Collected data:
++++++++++++++++++++

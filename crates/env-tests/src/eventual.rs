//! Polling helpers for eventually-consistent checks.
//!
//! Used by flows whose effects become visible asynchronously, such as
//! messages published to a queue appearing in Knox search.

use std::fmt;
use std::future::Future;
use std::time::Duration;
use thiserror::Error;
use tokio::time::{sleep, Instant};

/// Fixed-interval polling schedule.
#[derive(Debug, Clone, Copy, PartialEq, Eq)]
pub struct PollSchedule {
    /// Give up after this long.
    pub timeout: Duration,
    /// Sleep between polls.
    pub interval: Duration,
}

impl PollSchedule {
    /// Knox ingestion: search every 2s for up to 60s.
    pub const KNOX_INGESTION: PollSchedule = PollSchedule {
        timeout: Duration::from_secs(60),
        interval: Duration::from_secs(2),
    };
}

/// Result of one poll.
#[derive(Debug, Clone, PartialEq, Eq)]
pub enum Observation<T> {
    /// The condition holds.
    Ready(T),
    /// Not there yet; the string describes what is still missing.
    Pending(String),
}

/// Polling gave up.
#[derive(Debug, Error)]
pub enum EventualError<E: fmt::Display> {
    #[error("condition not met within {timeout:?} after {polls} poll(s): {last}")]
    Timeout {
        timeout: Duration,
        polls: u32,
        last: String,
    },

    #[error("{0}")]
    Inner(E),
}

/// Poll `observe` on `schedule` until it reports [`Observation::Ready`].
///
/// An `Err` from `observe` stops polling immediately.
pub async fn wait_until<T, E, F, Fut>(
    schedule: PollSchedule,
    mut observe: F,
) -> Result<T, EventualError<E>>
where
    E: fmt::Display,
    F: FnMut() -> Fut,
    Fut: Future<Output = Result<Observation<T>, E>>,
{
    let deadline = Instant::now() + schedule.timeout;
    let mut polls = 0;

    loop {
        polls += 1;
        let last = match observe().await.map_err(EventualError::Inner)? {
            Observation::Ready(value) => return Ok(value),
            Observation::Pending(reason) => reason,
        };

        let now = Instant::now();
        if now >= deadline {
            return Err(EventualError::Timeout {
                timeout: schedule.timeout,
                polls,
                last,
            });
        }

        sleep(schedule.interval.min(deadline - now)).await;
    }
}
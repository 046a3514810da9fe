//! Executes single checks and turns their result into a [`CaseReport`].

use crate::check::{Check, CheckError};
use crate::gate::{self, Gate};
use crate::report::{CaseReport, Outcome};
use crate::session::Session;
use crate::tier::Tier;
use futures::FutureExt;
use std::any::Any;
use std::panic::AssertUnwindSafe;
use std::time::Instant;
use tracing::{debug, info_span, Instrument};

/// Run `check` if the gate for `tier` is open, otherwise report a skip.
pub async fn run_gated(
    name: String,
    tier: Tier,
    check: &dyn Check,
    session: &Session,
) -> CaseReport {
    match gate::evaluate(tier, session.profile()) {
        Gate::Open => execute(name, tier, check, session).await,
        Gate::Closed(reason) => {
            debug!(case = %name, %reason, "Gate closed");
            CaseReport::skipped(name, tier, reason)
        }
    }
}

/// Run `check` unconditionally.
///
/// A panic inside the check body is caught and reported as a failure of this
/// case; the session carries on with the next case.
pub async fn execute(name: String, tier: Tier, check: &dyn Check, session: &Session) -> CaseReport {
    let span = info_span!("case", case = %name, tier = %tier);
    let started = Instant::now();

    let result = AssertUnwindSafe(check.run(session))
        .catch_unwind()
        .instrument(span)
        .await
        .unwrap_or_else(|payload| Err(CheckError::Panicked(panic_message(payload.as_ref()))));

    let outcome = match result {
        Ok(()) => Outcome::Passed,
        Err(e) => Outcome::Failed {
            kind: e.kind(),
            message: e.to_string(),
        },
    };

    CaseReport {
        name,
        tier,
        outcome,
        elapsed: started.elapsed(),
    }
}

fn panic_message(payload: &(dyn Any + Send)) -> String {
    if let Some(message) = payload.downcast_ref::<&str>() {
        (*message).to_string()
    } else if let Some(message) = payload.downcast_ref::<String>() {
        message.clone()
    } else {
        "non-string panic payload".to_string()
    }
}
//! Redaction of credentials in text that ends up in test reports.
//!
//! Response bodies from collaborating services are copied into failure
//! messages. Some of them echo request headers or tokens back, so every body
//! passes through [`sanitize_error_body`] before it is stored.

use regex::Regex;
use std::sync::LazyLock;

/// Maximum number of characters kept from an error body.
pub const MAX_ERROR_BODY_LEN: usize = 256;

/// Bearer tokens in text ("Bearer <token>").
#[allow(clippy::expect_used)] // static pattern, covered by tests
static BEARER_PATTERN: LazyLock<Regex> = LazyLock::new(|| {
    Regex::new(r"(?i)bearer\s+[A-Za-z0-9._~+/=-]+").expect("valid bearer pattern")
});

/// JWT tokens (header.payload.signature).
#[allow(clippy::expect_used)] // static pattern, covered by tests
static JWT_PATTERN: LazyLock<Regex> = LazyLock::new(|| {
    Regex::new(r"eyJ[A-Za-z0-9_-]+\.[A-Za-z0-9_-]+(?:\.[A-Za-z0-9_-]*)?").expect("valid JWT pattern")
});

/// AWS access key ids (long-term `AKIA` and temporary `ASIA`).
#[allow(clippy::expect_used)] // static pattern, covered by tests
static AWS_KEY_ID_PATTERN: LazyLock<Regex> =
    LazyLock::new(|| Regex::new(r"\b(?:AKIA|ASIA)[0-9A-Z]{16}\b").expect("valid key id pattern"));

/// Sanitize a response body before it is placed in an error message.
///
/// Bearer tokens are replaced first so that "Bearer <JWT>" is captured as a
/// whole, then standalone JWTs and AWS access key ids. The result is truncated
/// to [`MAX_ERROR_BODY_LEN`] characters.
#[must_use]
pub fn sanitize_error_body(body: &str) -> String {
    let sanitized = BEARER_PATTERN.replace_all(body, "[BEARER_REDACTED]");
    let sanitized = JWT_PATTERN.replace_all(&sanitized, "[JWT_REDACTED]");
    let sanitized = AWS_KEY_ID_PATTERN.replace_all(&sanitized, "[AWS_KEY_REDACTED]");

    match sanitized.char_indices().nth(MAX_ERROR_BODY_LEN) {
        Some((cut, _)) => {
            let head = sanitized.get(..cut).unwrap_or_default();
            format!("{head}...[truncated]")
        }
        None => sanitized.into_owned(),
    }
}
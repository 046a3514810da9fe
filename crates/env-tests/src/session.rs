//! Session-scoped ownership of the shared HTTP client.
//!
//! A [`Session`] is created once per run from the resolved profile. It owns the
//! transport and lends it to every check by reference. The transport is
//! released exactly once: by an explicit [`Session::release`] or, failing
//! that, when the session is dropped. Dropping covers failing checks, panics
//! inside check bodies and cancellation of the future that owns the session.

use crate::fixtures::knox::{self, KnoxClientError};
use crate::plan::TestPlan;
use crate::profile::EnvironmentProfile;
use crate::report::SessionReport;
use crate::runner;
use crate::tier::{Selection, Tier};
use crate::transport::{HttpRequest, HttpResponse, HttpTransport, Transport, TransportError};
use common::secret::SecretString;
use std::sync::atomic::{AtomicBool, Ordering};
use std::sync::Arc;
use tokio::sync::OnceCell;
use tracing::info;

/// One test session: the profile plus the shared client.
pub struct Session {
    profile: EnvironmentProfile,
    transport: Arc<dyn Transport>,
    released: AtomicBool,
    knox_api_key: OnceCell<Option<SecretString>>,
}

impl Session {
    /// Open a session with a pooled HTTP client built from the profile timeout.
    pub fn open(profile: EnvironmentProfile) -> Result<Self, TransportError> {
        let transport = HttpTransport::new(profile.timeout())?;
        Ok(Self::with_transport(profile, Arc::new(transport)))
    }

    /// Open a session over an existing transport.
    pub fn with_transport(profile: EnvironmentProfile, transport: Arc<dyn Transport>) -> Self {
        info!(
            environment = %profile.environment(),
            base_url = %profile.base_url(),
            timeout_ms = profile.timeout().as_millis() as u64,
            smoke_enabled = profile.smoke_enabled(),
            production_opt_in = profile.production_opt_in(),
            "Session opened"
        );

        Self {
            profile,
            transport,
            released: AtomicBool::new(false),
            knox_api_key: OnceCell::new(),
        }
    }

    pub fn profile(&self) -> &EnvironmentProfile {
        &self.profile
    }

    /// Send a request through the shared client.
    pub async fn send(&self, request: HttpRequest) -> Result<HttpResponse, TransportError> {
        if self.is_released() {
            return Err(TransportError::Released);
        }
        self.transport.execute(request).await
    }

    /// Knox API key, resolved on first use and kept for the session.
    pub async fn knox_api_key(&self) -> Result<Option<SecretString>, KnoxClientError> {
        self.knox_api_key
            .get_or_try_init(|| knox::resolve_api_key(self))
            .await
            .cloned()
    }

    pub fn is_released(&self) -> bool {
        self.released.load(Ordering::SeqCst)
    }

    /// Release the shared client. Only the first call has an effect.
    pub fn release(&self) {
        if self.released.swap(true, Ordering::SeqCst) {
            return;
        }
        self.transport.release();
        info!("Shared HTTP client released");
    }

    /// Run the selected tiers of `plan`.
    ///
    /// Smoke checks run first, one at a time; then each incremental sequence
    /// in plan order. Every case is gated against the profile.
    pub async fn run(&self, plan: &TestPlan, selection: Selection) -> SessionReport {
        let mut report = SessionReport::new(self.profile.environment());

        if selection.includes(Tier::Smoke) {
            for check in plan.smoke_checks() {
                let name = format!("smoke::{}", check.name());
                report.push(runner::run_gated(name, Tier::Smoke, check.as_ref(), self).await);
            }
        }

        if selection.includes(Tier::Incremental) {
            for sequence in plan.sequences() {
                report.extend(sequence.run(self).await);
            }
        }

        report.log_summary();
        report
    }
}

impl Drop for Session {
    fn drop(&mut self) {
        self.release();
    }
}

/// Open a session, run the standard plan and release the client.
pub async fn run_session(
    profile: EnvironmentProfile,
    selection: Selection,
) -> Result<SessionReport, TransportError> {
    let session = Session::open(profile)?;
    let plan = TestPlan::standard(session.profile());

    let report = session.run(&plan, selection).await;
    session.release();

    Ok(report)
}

++++++++++++++++++++

EXERCISE DETAILS: Reproduce, exactly as they stand in the data above, the lines from the one that holds "use std::time::Instant;" to the one that holds "the next case.", inclusive.

EXPECTED OUTPUT:
use std::time::Instant;
use tracing::{debug, info_span, Instrument};

/// Run `check` if the gate for `tier` is open, otherwise report a skip.
pub async fn run_gated(
    name: String,
    tier: Tier,
    check: &dyn Check,
    session: &Session,
) -> CaseReport {
    match gate::evaluate(tier, session.profile()) {
        Gate::Open => execute(name, tier, check, session).await,
        Gate::Closed(reason) => {
            debug!(case = %name, %reason, "Gate closed");
            CaseReport::skipped(name, tier, reason)
        }
    }
}

/// Run `check` unconditionally.
///
/// A panic inside the check body is caught and reported as a failure of this
/// case; the session carries on with the next case.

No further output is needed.